Dans le cas d’une “petite perturbation”, l’offre mondiale de pétrole serait réduite de 500.000 à 2 millions de barils par jour, ce qui équivaut à peu près à la réduction observée lors de la guerre civile en Libye en 2011. Dans ce scénario, le prix du pétrole augmenterait dans un premier temps de 3 à 13 % par rapport à la moyenne du trimestre en cours, pour atteindre une fourchette de 93 à 102 dollars le baril.

Dans le cas d’une “perturbation moyenne” — à peu près équivalente à la guerre d’Irak en 2003 — l’offre mondiale de pétrole serait réduite de 3 à 5 millions de barils par jour. Les prix du pétrole augmenteraient alors de 21 % à 35 % dans un premier temps, pour se situer entre 109 et 121 dollars le baril.

Dans le cas d’une “grande perturbation” — comparable à l’embargo arabe sur le pétrole en 1973 — l’offre mondiale de pétrole serait réduite de 6 à 8 millions de barils par jour. Les prix augmenteraient alors de 56 % à 75 % dans un premier temps, pour se situer entre 140 et 157 dollars le baril.

L’inflation au tournant

“Le dernier conflit au Moyen-Orient survient après le plus grand choc subi par les marchés des matières premières depuis les années 1970, à savoir la guerre de la Russie contre l’Ukraine”, a déclaré Indermit Gill, économiste en chef et premier vice-président de la Banque mondiale pour l’économie du développement. “Cela a eu des effets perturbateurs sur l’économie mondiale qui persistent encore aujourd’hui. Les décideurs politiques devront être vigilants. Si le conflit devait s’aggraver, l’économie mondiale serait confrontée à un double choc énergétique pour la première fois depuis des décennies, non seulement à cause de la guerre en Ukraine, mais aussi à cause du Moyen-Orient”, a-t-il ajouté.

D’après Ayhan Kose, économiste en chef adjoint de la Banque mondiale et directeur du Groupe des perspectives, “la hausse des prix du pétrole, si elle se maintient, se traduit inévitablement par une hausse des prix des denrées alimentaires (…) Si un choc pétrolier sévère se matérialise, il augmentera l’inflation des prix des denrées alimentaires qui est déjà élevée dans de nombreux pays en développement. À la fin de 2022, plus de 700 millions de personnes étaient sous-alimentées.
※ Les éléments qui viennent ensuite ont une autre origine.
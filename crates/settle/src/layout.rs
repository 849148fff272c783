//! Fruchterman–Reingold layout engine.
//!
//! [`LayoutEngine`] runs the force simulation over a borrowed [`Graph`]. A run
//! is created by [`LayoutEngine::start`] and advanced one iteration at a time
//! with [`LayoutEngine::step`] (or through the drivers in
//! [`drive`](crate::drive)). Each iteration accumulates repulsive and
//! attractive forces into node velocities, then integrates positions and damps
//! velocities. The run ends when the fastest node drops below the convergence
//! threshold or the iteration cap is hit.
//!
//! ```text
//!            start()              step() ... step()
//!   Idle ────────────► Running ─────────────────────► Complete(Converged)
//!                        ▲  │                      └► Complete(MaxIterationsReached)
//!                        └──┘ start() restarts
//! ```

mod forces;
mod jitter;

use std::f32::consts::PI;

use log::{debug, info, trace, warn};
use serde::Serialize;

use settle_core::graph::Graph;

use crate::{
    config::{ConfigError, LayoutConfig},
    error::LayoutError,
    snapshot::Snapshot,
};
use forces::ForceModel;
use jitter::Jitter;

/// Why a run stopped
#[derive(Debug, Clone, Copy, PartialEq, Eq, Serialize)]
#[serde(rename_all = "snake_case")]
pub enum Completion {
    /// The fastest node moved slower than the convergence threshold.
    Converged,
    /// The iteration cap was reached first.
    MaxIterationsReached,
}

/// Lifecycle of the engine
#[derive(Debug, Clone, Copy, Default, PartialEq, Eq)]
pub enum LayoutState {
    /// No run has been started.
    #[default]
    Idle,
    /// A run is in progress.
    Running,
    /// The run has finished; further steps are no-ops.
    Complete(Completion),
}

impl LayoutState {
    /// Returns `true` for [`LayoutState::Running`]
    pub fn is_running(self) -> bool {
        self == Self::Running
    }

    /// Returns `true` for either completion variant
    pub fn is_complete(self) -> bool {
        matches!(self, Self::Complete(_))
    }

    /// Returns the completion reason, if complete
    pub fn completion(self) -> Option<Completion> {
        match self {
            Self::Complete(completion) => Some(completion),
            _ => None,
        }
    }
}

/// Outcome of a finished run
#[derive(Debug, Clone, Copy, PartialEq, Serialize)]
pub struct RunSummary {
    completion: Completion,
    iterations: usize,
    max_velocity: f32,
    optimal_distance: f32,
}

impl RunSummary {
    /// Returns why the run stopped
    pub fn completion(&self) -> Completion {
        self.completion
    }

    /// Returns the number of iterations performed
    pub fn iterations(&self) -> usize {
        self.iterations
    }

    /// Returns the fastest node speed seen in the final iteration
    pub fn max_velocity(&self) -> f32 {
        self.max_velocity
    }

    /// Returns the optimal distance `k` used by the run
    pub fn optimal_distance(&self) -> f32 {
        self.optimal_distance
    }
}

/// State of a single run over a borrowed graph
#[derive(Debug)]
struct LayoutRun<'g> {
    graph: &'g mut Graph,
    model: ForceModel,
    optimal_distance: f32,
    iteration: usize,
    max_velocity: f32,
    jitter: Jitter,
}

impl LayoutRun<'_> {
    /// Performs one repulse, attract, integrate pass.
    fn iterate(&mut self, config: &LayoutConfig) -> Option<Completion> {
        let nodes = self.graph.nodes_mut();
        forces::apply_repulsion(nodes, &self.model, &mut self.jitter);
        forces::apply_attraction(nodes, &self.model);
        self.max_velocity =
            forces::integrate(nodes, &self.model, config.time_step(), config.damping());
        self.iteration += 1;

        trace!(
            iteration = self.iteration,
            max_velocity = self.max_velocity;
            "Layout iteration"
        );

        // A non-finite speed compares false here and never counts as converged
        if self.max_velocity < config.convergence_threshold() {
            Some(Completion::Converged)
        } else if self.iteration >= config.max_iterations() {
            Some(Completion::MaxIterationsReached)
        } else {
            None
        }
    }

    fn summary(&self, completion: Completion) -> RunSummary {
        RunSummary {
            completion,
            iterations: self.iteration,
            max_velocity: self.max_velocity,
            optimal_distance: self.optimal_distance,
        }
    }
}

/// Force-directed layout engine
///
/// The engine is an ordinary value owned by the caller. It holds the mutable
/// borrow of the graph for as long as a run may still touch it, so nothing
/// else can observe half-accumulated velocities.
///
/// # Examples
///
/// ```
/// use settle::{
///     LayoutEngine, LayoutState,
///     config::LayoutConfig,
///     geometry::Point,
///     graph::{EdgeKind, Graph},
/// };
///
/// let mut graph = Graph::new();
/// let a = graph.add_node(Point::ZERO);
/// let b = graph.add_node(Point::ZERO);
/// let c = graph.add_node(Point::ZERO);
/// graph.connect(a, b, 0.9, EdgeKind::Colleague).unwrap();
/// graph.arrange_on_circle(5.0);
///
/// let mut engine = LayoutEngine::new(LayoutConfig::default()).unwrap();
/// engine.start(&mut graph, 5.0).unwrap();
/// while engine.is_running() {
///     engine.step();
/// }
/// assert!(engine.is_complete());
/// assert!(engine.iteration() <= 300);
/// # let _ = c;
/// ```
#[derive(Debug)]
pub struct LayoutEngine<'g> {
    config: LayoutConfig,
    state: LayoutState,
    run: Option<LayoutRun<'g>>,
}

impl Default for LayoutEngine<'_> {
    fn default() -> Self {
        Self {
            config: LayoutConfig::default(),
            state: LayoutState::Idle,
            run: None,
        }
    }
}

impl<'g> LayoutEngine<'g> {
    /// Create a new idle engine with the given configuration
    ///
    /// # Errors
    ///
    /// Returns [`ConfigError`] if the configuration fails
    /// [`LayoutConfig::validate`].
    pub fn new(config: LayoutConfig) -> Result<Self, ConfigError> {
        config.validate()?;
        Ok(Self {
            config,
            state: LayoutState::Idle,
            run: None,
        })
    }

    /// Returns the engine configuration
    pub fn config(&self) -> &LayoutConfig {
        &self.config
    }

    /// Starts a run over `graph`, replacing any run in progress.
    ///
    /// `world_radius` is the extent of the initial placement. With auto-scale
    /// on, the optimal distance is
    /// `k = base_optimal_distance * sqrt(π * world_radius² / node_count)`,
    /// otherwise `k = base_optimal_distance`. Node positions and velocities
    /// are not touched.
    ///
    /// # Errors
    ///
    /// Returns [`LayoutError::EmptyGraph`] if the graph has no nodes and
    /// [`LayoutError::InvalidRadius`] if the radius is not positive and
    /// finite. Both are logged as warnings; the engine keeps its previous
    /// state and no computation happens.
    pub fn start(&mut self, graph: &'g mut Graph, world_radius: f32) -> Result<(), LayoutError> {
        if graph.is_empty() {
            let err = LayoutError::EmptyGraph;
            warn!("Layout not started: {err}");
            return Err(err);
        }
        if !(world_radius.is_finite() && world_radius > 0.0) {
            let err = LayoutError::InvalidRadius(world_radius);
            warn!("Layout not started: {err}");
            return Err(err);
        }

        let node_count = graph.len();
        let optimal_distance = self.optimal_distance_for(node_count, world_radius);
        debug!(
            node_count,
            edge_count = graph.edge_count(),
            world_radius,
            optimal_distance;
            "Starting layout run"
        );

        if self.state.is_running() {
            info!("Restarting layout run in progress");
        }

        self.run = Some(LayoutRun {
            graph,
            model: ForceModel::new(&self.config, optimal_distance),
            optimal_distance,
            iteration: 0,
            max_velocity: 0.0,
            jitter: Jitter::new(self.config.jitter_seed(), self.config.jitter_distance()),
        });
        self.state = LayoutState::Running;
        Ok(())
    }

    /// Performs one iteration and returns the resulting state.
    ///
    /// Does nothing unless the engine is [`LayoutState::Running`].
    pub fn step(&mut self) -> LayoutState {
        if !self.state.is_running() {
            return self.state;
        }
        let Some(run) = self.run.as_mut() else {
            return self.state;
        };

        if let Some(completion) = run.iterate(&self.config) {
            match completion {
                Completion::Converged => info!(
                    iterations = run.iteration,
                    max_velocity = run.max_velocity;
                    "Layout converged"
                ),
                Completion::MaxIterationsReached => info!(
                    iterations = run.iteration,
                    max_velocity = run.max_velocity;
                    "Layout stopped at iteration cap"
                ),
            }
            self.state = LayoutState::Complete(completion);
        }
        self.state
    }

    /// Returns the current state
    pub fn state(&self) -> LayoutState {
        self.state
    }

    /// Returns `true` while a run is in progress
    pub fn is_running(&self) -> bool {
        self.state.is_running()
    }

    /// Returns `true` once the current run has finished
    pub fn is_complete(&self) -> bool {
        self.state.is_complete()
    }

    /// Returns the number of iterations performed by the current run
    pub fn iteration(&self) -> usize {
        self.run.as_ref().map_or(0, |run| run.iteration)
    }

    /// Returns the optimal distance `k` of the current run
    pub fn optimal_distance(&self) -> Option<f32> {
        self.run.as_ref().map(|run| run.optimal_distance)
    }

    /// Returns the fastest node speed seen in the latest iteration
    pub fn max_velocity(&self) -> Option<f32> {
        self.run.as_ref().map(|run| run.max_velocity)
    }

    /// Returns the summary of the finished run
    pub fn summary(&self) -> Option<RunSummary> {
        let completion = self.state.completion()?;
        self.run.as_ref().map(|run| run.summary(completion))
    }

    /// Returns a copy of every node position of the current run
    pub fn snapshot(&self) -> Option<Snapshot> {
        self.run
            .as_ref()
            .map(|run| Snapshot::capture(&*run.graph, run.iteration))
    }

    fn optimal_distance_for(&self, node_count: usize, world_radius: f32) -> f32 {
        let base = self.config.base_optimal_distance();
        if !self.config.auto_scale() {
            return base;
        }
        let area = PI * world_radius * world_radius;
        base * (area / node_count as f32).sqrt()
    }
}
Une escalade du dernier conflit intensifierait l’insécurité alimentaire, non seulement dans la région, mais aussi dans le monde entier.”

Un monde paré aux chocs

Selon le rapport, depuis la crise énergétique des années 1970, les pays du monde entier ont renforcé leurs défenses contre de tels chocs, réduisant leur dépendance à l’égard du pétrole, tout en diversifiant leur base d’exportateurs de pétrole et en élargissant leurs ressources énergétiques, y compris les sources renouvelables. Certains pays auraient alors constitué des réserves stratégiques de pétrole, mis en place des dispositifs de coordination de l’offre et développé des marchés à terme pour atténuer l’impact des pénuries de pétrole sur les prix. Un ensemble d’améliorations qui laissent penser qu’une escalade du conflit pourrait avoir des effets plus modérés que par le passé.

Si le conflit s’aggrave, la Banque mondiale recommande aux responsables politiques des pays en développement de prendre des mesures pour gérer une augmentation potentielle de l’inflation globale. Compte tenu du risque d’aggravation de l’insécurité alimentaire, les gouvernements devraient éviter les restrictions commerciales telles que les interdictions d’exportation de denrées alimentaires et d’engrais.

Elle recommande également de ne pas introduire des contrôles et des subventions des prix en réponse à la hausse des prix des denrées alimentaires et du pétrole, soulignant qu’il est préférable d’améliorer les filets de sécurité sociale, de diversifier les sources de nourriture et d’accroître l’efficacité de la production et du commerce des denrées alimentaires.